Briefly, my mom was engaged before she met my dad. While going through her things, I found a photo album full of photos of her first love, "W". There was also a locket with their pictures and names on it, a sterling silver ID bracelet, and a "45" high school pin, which I guess W. gave her when he "pinned" her at age 15. I strongly believed these things should be reunited with W.'s family, wherever they were, and hoped they would welcome them.

Good Old Google. I googled W.'s name and obituary. Up popped someone of the correct last name, who had passed away last year. Some elements of the obituary were correct from my mom's telling of the story but some weren't. A friend of a friend gave me a link to the Fire Department and Rescue website, which included a photo. There was no denying I had the correct person; his teeth were fixed in the front and he was 70 years older than in my pictures, now calling himself "L", but there he was, the man who could have been my dad.

Now on to internet White Pages, which still give some decent information. I was able to confirm addresses and family members for the people mentioned in the obituary. The mutual friend asked me if I wanted to "open up this can of worms"? What worms can there be, when almost everyone is dead and we are all adults here? Deep breath, write a letter to the eldest son, tell him who I am, what I have.

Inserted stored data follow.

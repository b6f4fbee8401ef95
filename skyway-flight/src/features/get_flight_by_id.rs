use async_trait::async_trait;
use serde::Deserialize;
use skyway_core::{take, CoreError, CoreResult, Request, RequestHandler, ValidationErrors, Validator};
use std::sync::Arc;

use crate::models::FlightDto;
use crate::repository::FlightRepository;

#[derive(Debug, Clone, Default, Deserialize)]
pub struct GetFlightById {
    pub id: Option<i64>,
}

impl Request for GetFlightById {
    const NAME: &'static str = "flight.get_flight_by_id";
    type Response = FlightDto;
}

pub struct GetFlightByIdHandler {
    repository: Arc<dyn FlightRepository>,
}

impl GetFlightByIdHandler {
    pub fn new(repository: Arc<dyn FlightRepository>) -> Self {
        Self { repository }
    }
}

#[async_trait]
impl RequestHandler<GetFlightById> for GetFlightByIdHandler {
    fn validate(&self, request: &GetFlightById) -> Result<(), ValidationErrors> {
        Validator::new().required("id", &request.id).finish()
    }

    async fn handle(&self, request: GetFlightById) -> CoreResult<FlightDto> {
        let id = take("id", request.id)?;

        self.repository
            .find_flight_by_id(id)
            .await?
            .map(FlightDto::from)
            .ok_or_else(|| CoreError::not_found("Flight not found"))
    }
}
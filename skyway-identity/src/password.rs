use argon2::password_hash::rand_core::OsRng;
use argon2::password_hash::{self, PasswordHash, PasswordHasher, PasswordVerifier, SaltString};
use argon2::Argon2;

/// Hash `password` with Argon2id and a fresh salt, as a PHC string.
pub fn hash_password(password: &str) -> Result<String, password_hash::Error> {
    let salt = SaltString::generate(&mut OsRng);
    let hash = Argon2::default().hash_password(password.as_bytes(), &salt)?;
    Ok(hash.to_string())
}

/// Whether `password` matches a stored PHC string. Unparseable hashes never match.
pub fn verify_password(password: &str, stored: &str) -> bool {
    match PasswordHash::new(stored) {
        Ok(parsed) => Argon2::default()
            .verify_password(password.as_bytes(), &parsed)
            .is_ok(),
        Err(e) => {
            tracing::warn!("Stored password hash is unreadable: {}", e);
            false
        }
    }
}

/// At least one letter and one digit.
pub fn is_strong(password: &str) -> bool {
    password.chars().any(|c| c.is_ascii_alphabetic()) && password.chars().any(|c| c.is_ascii_digit())
}

#[cfg(test)]
mod tests {
    use super::*;

    #[test]
    fn test_hash_verifies_and_is_salted() {
        let first = hash_password("cockpit42").unwrap();
        let second = hash_password("cockpit42").unwrap();
        assert_ne!(first, second);
        assert!(first.starts_with("$argon2id$"));
        assert!(verify_password("cockpit42", &first));
        assert!(verify_password("cockpit42", &second));
        assert!(!verify_password("cockpit43", &first));
    }

    #[test]
    fn test_malformed_hash_never_verifies() {
        assert!(!verify_password("anything", "no-separator"));
        assert!(!verify_password("anything", "zz$zz"));
        assert!(!verify_password("anything", ""));
    }

    #[test]
    fn test_strength_rule() {
        assert!(is_strong("runway9"));
        assert!(!is_strong("runwayrunway"));
        assert!(!is_strong("12345678"));
    }
}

About a week later, I got an email from W.'s son, L. He said my letter came as a complete surprise to his family. W. had tattooed my mother's name on his arm, and no one knew who that was. Stranger still, L. had grown up on the same street as my father's mother, my Father The Great Usurper. L. mowed my grandmother's lawn, delivered her papers and shoveled her snow. But he did not know my parents or that there was ever any connection  between our families. Through emails, I felt as though I was gaining a step family. L. and I pieced together our parents' history, together and apart. I discovered W. finished his tour of duty in the army and came back to work as a master cabinetmaker in the same military facility that my mom's dad worked, also a cabinetmaker, his entire life.

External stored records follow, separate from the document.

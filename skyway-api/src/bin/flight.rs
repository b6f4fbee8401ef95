use skyway_api::{app, bootstrap, flight, AppState};
use skyway_flight::{FlightDependencies, FlightRepository, InMemoryFlightRepository};
use skyway_store::{Config, PostgresFlightRepository, Schema};
use std::sync::Arc;

#[tokio::main]
async fn main() -> anyhow::Result<()> {
    bootstrap::init_tracing();

    let config = Config::load("flight")?;
    tracing::info!("Starting flight service on port {}", config.server.port);

    let repository: Arc<dyn FlightRepository> = match bootstrap::database(&config, Schema::Flight).await? {
        Some(db) => Arc::new(PostgresFlightRepository::new(db.pool)),
        None => Arc::new(InMemoryFlightRepository::new()),
    };
    let deps = FlightDependencies {
        repository,
        publisher: bootstrap::event_publisher(&config)?,
    };

    let state = AppState::new(flight::build_mediator(&deps)?, config.auth.jwt_secret.clone());
    let router = app(state.clone(), flight::routes(&state));
    bootstrap::serve(config.server.port, router).await
}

I asked him if he wanted the "censored" version of the photograph collection, or the "uncensored", since our parent's youthful joy and passion was pretty evident. Gracious and mature, L. said he would be happy to have all of his dad's things, and found all of it interesting. We both agreed not to get "hung up" on any of it.

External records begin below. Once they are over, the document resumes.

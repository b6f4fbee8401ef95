mod common;

use axum::http::{Method, StatusCode};
use axum::Router;
use common::{access_token, call, SECRET};
use serde_json::json;
use skyway_api::{app, flight, AppState};
use skyway_core::InMemoryPublisher;
use skyway_flight::{FlightDependencies, InMemoryFlightRepository};
use std::sync::Arc;

fn flight_app() -> (Router, Arc<InMemoryPublisher>) {
    let publisher = Arc::new(InMemoryPublisher::new());
    let deps = FlightDependencies {
        repository: Arc::new(InMemoryFlightRepository::new()),
        publisher: publisher.clone(),
    };
    let state = AppState::new(flight::build_mediator(&deps).unwrap(), SECRET);
    (app(state.clone(), flight::routes(&state)), publisher)
}

fn new_flight(number: &str) -> serde_json::Value {
    json!({
        "flightNumber": number,
        "price": 310.5,
        "flightStatus": "FLYING",
        "flightDate": "2026-12-01T09:00:00Z",
        "departureDate": "2026-12-01T09:00:00Z",
        "departureAirportId": 1,
        "aircraftId": 3,
        "arriveDate": "2026-12-01T11:10:00Z",
        "arriveAirportId": 2,
        "durationMinutes": 130
    })
}

#[tokio::test]
async fn test_create_then_fetch_flight() {
    let (app, publisher) = flight_app();
    let token = access_token(1);

    let (status, created) = call(
        &app,
        Method::POST,
        "/api/v1/flight/create",
        Some(&token),
        Some(new_flight("SK501")),
    )
    .await;
    assert_eq!(status, StatusCode::CREATED);
    assert_eq!(created["flightNumber"], "SK501");
    assert_eq!(publisher.published_on("flight.created").len(), 1);

    let uri = format!("/api/v1/flight/get-by-id?id={}", created["id"]);
    let (status, fetched) = call(&app, Method::GET, &uri, Some(&token), None).await;
    assert_eq!(status, StatusCode::OK);
    assert_eq!(fetched, created);
}

#[tokio::test]
async fn test_duplicate_flight_is_409() {
    let (app, publisher) = flight_app();
    let token = access_token(1);
    call(&app, Method::POST, "/api/v1/flight/create", Some(&token), Some(new_flight("SK502"))).await;

    let (status, body) = call(
        &app,
        Method::POST,
        "/api/v1/flight/create",
        Some(&token),
        Some(new_flight("SK502")),
    )
    .await;

    assert_eq!(status, StatusCode::CONFLICT);
    assert_eq!(body["error"], "Flight already taken");
    assert_eq!(publisher.published().len(), 1);
}

#[tokio::test]
async fn test_invalid_body_is_400_with_violations() {
    let (app, _) = flight_app();

    let (status, body) = call(
        &app,
        Method::POST,
        "/api/v1/flight/create",
        Some(&access_token(1)),
        Some(json!({ "price": -1 })),
    )
    .await;

    assert_eq!(status, StatusCode::BAD_REQUEST);
    assert_eq!(body["kind"], "validation_failed");
    let fields: Vec<&str> = body["violations"]
        .as_array()
        .unwrap()
        .iter()
        .map(|v| v["field"].as_str().unwrap())
        .collect();
    assert!(fields.contains(&"flightNumber"));
    assert!(fields.contains(&"price"));
}

#[tokio::test]
async fn test_missing_flight_is_404() {
    let (app, _) = flight_app();

    let (status, body) = call(
        &app,
        Method::GET,
        "/api/v1/flight/get-by-id?id=99",
        Some(&access_token(1)),
        None,
    )
    .await;

    assert_eq!(status, StatusCode::NOT_FOUND);
    assert_eq!(body["error"], "Flight not found");
}

#[tokio::test]
async fn test_listing_uses_query_paging() {
    let (app, _) = flight_app();
    let token = access_token(1);
    for n in 0..3 {
        call(
            &app,
            Method::POST,
            "/api/v1/flight/create",
            Some(&token),
            Some(new_flight(&format!("SK60{n}"))),
        )
        .await;
    }

    let (status, page) = call(
        &app,
        Method::GET,
        "/api/v1/flight/get-all?page=1&pageSize=2&orderBy=flightNumber&order=DESC",
        Some(&token),
        None,
    )
    .await;

    assert_eq!(status, StatusCode::OK);
    assert_eq!(page["total"], 3);
    assert_eq!(page["items"][0]["flightNumber"], "SK602");
    assert_eq!(page["items"].as_array().unwrap().len(), 2);
}

#[tokio::test]
async fn test_requests_without_access_token_are_401() {
    let (app, _) = flight_app();

    let (status, _) = call(&app, Method::GET, "/api/v1/flight/get-all", None, None).await;
    assert_eq!(status, StatusCode::UNAUTHORIZED);

    let (status, body) = call(
        &app,
        Method::GET,
        "/api/v1/flight/get-all",
        Some("not-a-token"),
        None,
    )
    .await;
    assert_eq!(status, StatusCode::UNAUTHORIZED);
    assert_eq!(body["error"], "Please authenticate");
}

While pondering all the intricacies of life history, I recalled my mother always said her dad was so upset about her getting married to my dad, that she didn't know until her wedding day if he was going to walk her down the aisle. All this time I assumed it was a religious issue; my dad was Catholic and my mom was Methodist back in the 50's when THAT was called a "mixed marriage". Now I wonder if my grandfather was protesting my mom marrying my dad instead of marrying W., who he obviously knew very well as a member of the family and eventually worked with as a fellow cabinetmaker.

It has now been a month since I mailed W.'s pictures to his family, and I haven't heard a word in reply. Either the post office worked its magic and lost the box, or W.'s family was just too freaked out.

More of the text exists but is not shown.